To the media, the best china, the piles of uneaten biscuits
and the sheer space surrounding each of the actors highlights
the formal gulf between the Queen and her subjects. To the
palace, the photograph represents the new openness and accessibility
of the monarchy. The Queen has only one attendant, she is
eating and chatting at the same time, one of her loyal subjects
appears to be quite insouciantly picking his nose. How different
from the endless snaps of the Queen accepting one more bouquet
of flowers.
This photograph is probably one of the most important artefacts
of the Elizabethan reign. It will reveal more to historians
in the next century than any number of articles and newsreels.
It is a complex statement about the simultaneous decline
of Britain's monarchy and the apotheosis of Elizabeth II.
Yet the press has taken a very blinkered approach, concentrating
on just one question: 'Does she have the Common Touch?' Meaning,
can she compete with Princess Diana in the empathy stakes.
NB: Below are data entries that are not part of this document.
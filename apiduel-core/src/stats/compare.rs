// SPDX-License-Identifier: Apache-2.0
// Copyright 2025 Rafael Mendes

//! Per-scenario comparator: descriptive statistics plus the paired test
//! for both metrics of one scenario's samples.

use serde::Serialize;

use crate::error::StatsError;
use crate::results::ScenarioSamples;
use crate::stats::{describe, paired_one_sided, DescriptiveStats, PairedTTest};
use crate::types::ScenarioName;

/// Comparison of both API styles for one metric (time or size).
/// Immutable once computed.
#[derive(Debug, Clone, Serialize)]
pub struct MetricComparison {
    pub rest: DescriptiveStats,
    pub graphql: DescriptiveStats,
    /// Signed percentage: positive means GraphQL is faster/smaller.
    pub improvement_percent: f64,
    pub test: PairedTTest,
}

impl MetricComparison {
    /// Compare positionally-paired samples of one metric.
    pub fn compute(rest: &[f64], graphql: &[f64]) -> Result<Self, StatsError> {
        let rest_stats = describe(rest)?;
        let graphql_stats = describe(graphql)?;

        if rest_stats.mean == 0.0 {
            return Err(StatsError::ZeroBaseline);
        }
        let improvement_percent =
            (rest_stats.mean - graphql_stats.mean) / rest_stats.mean * 100.0;

        let test = paired_one_sided(graphql, rest)?;

        Ok(Self {
            rest: rest_stats,
            graphql: graphql_stats,
            improvement_percent,
            test,
        })
    }
}

/// Full comparison result for one scenario.
#[derive(Debug, Clone, Serialize)]
pub struct ScenarioComparison {
    pub scenario: ScenarioName,
    pub time: MetricComparison,
    pub size: MetricComparison,
}

/// Compare a scenario's REST and GraphQL samples on both metrics.
pub fn compare_scenario(samples: &ScenarioSamples) -> Result<ScenarioComparison, StatsError> {
    let time = MetricComparison::compute(&samples.rest.times, &samples.graphql.times)?;
    let size = MetricComparison::compute(&samples.rest.sizes_f64(), &samples.graphql.sizes_f64())?;

    Ok(ScenarioComparison {
        scenario: samples.scenario.clone(),
        time,
        size,
    })
}

#[cfg(test)]
mod tests {
    use super::*;
    use crate::results::SampleSet;
    use crate::types::Trial;

    fn sample_set(times: &[f64], size: u64) -> SampleSet {
        let mut set = SampleSet::default();
        for &t in times {
            set.push(Trial {
                elapsed_ms: t,
                size_bytes: size,
            });
        }
        set
    }

    #[test]
    fn test_improvement_zero_at_equal_means() {
        let rest = [10.0, 20.0, 30.0];
        let graphql = [20.0, 10.0, 30.0];
        let cmp = MetricComparison::compute(&rest, &graphql).unwrap();
        assert_eq!(cmp.improvement_percent, 0.0);
    }

    #[test]
    fn test_improvement_sign_tracks_direction() {
        let rest = [100.0, 102.0, 98.0, 101.0, 99.0];
        let graphql = [40.0, 42.0, 38.0, 41.0, 39.0];
        let faster = MetricComparison::compute(&rest, &graphql).unwrap();
        assert!((faster.improvement_percent - 60.0).abs() < 1e-9);
        assert!(faster.test.significant_01);

        let slower = MetricComparison::compute(&graphql, &rest).unwrap();
        assert!(slower.improvement_percent < 0.0);
    }

    #[test]
    fn test_zero_rest_mean_is_error() {
        let result = MetricComparison::compute(&[0.0, 0.0], &[1.0, 2.0]);
        assert!(matches!(result, Err(StatsError::ZeroBaseline)));
    }

    #[test]
    fn test_compare_scenario_covers_both_metrics() {
        let samples = ScenarioSamples {
            scenario: ScenarioName::new("simple_user").unwrap(),
            rest: sample_set(&[100.0, 102.0, 98.0, 101.0, 99.0], 500),
            graphql: sample_set(&[40.0, 45.0, 35.0, 42.0, 38.0], 120),
        };
        let cmp = compare_scenario(&samples).unwrap();
        assert!(cmp.time.improvement_percent > 0.0);
        assert!((cmp.size.improvement_percent - 76.0).abs() < 1e-9);
        assert!(cmp.size.test.significant_01);
    }

    #[test]
    fn test_unequal_sample_counts_surface() {
        let samples = ScenarioSamples {
            scenario: ScenarioName::new("lossy").unwrap(),
            rest: sample_set(&[1.0, 2.0, 3.0], 10),
            graphql: sample_set(&[1.0, 2.0], 10),
        };
        let result = compare_scenario(&samples);
        assert!(matches!(
            result,
            Err(StatsError::UnpairedSamples { graphql: 2, rest: 3 })
        ));
    }
}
The sneering headline in yesterday's Daily Mail says it all:
Tea for One.
However, the atomisation of the participants in the scene
is but a single theme among several. The real power of the
photograph is in its raw honesty.
It depicts the truth of Bagehot's insistence that the monarch
must be, and is, different from the ordinary person. In trying
to be ordinary, the Queen only manages to be surreal. On
the other hand, she has taken a centuries-old tradition public
participation in the royal way of life and turned it upside-down
to express something extremely modern and much nearer the
truth of the matter: royal participation in the public's
way of life. This tacit acceptance of her new role is little
short of a revolution; it may even, as in the case of George
III and his own apotheosis, give back the Queen her dignity.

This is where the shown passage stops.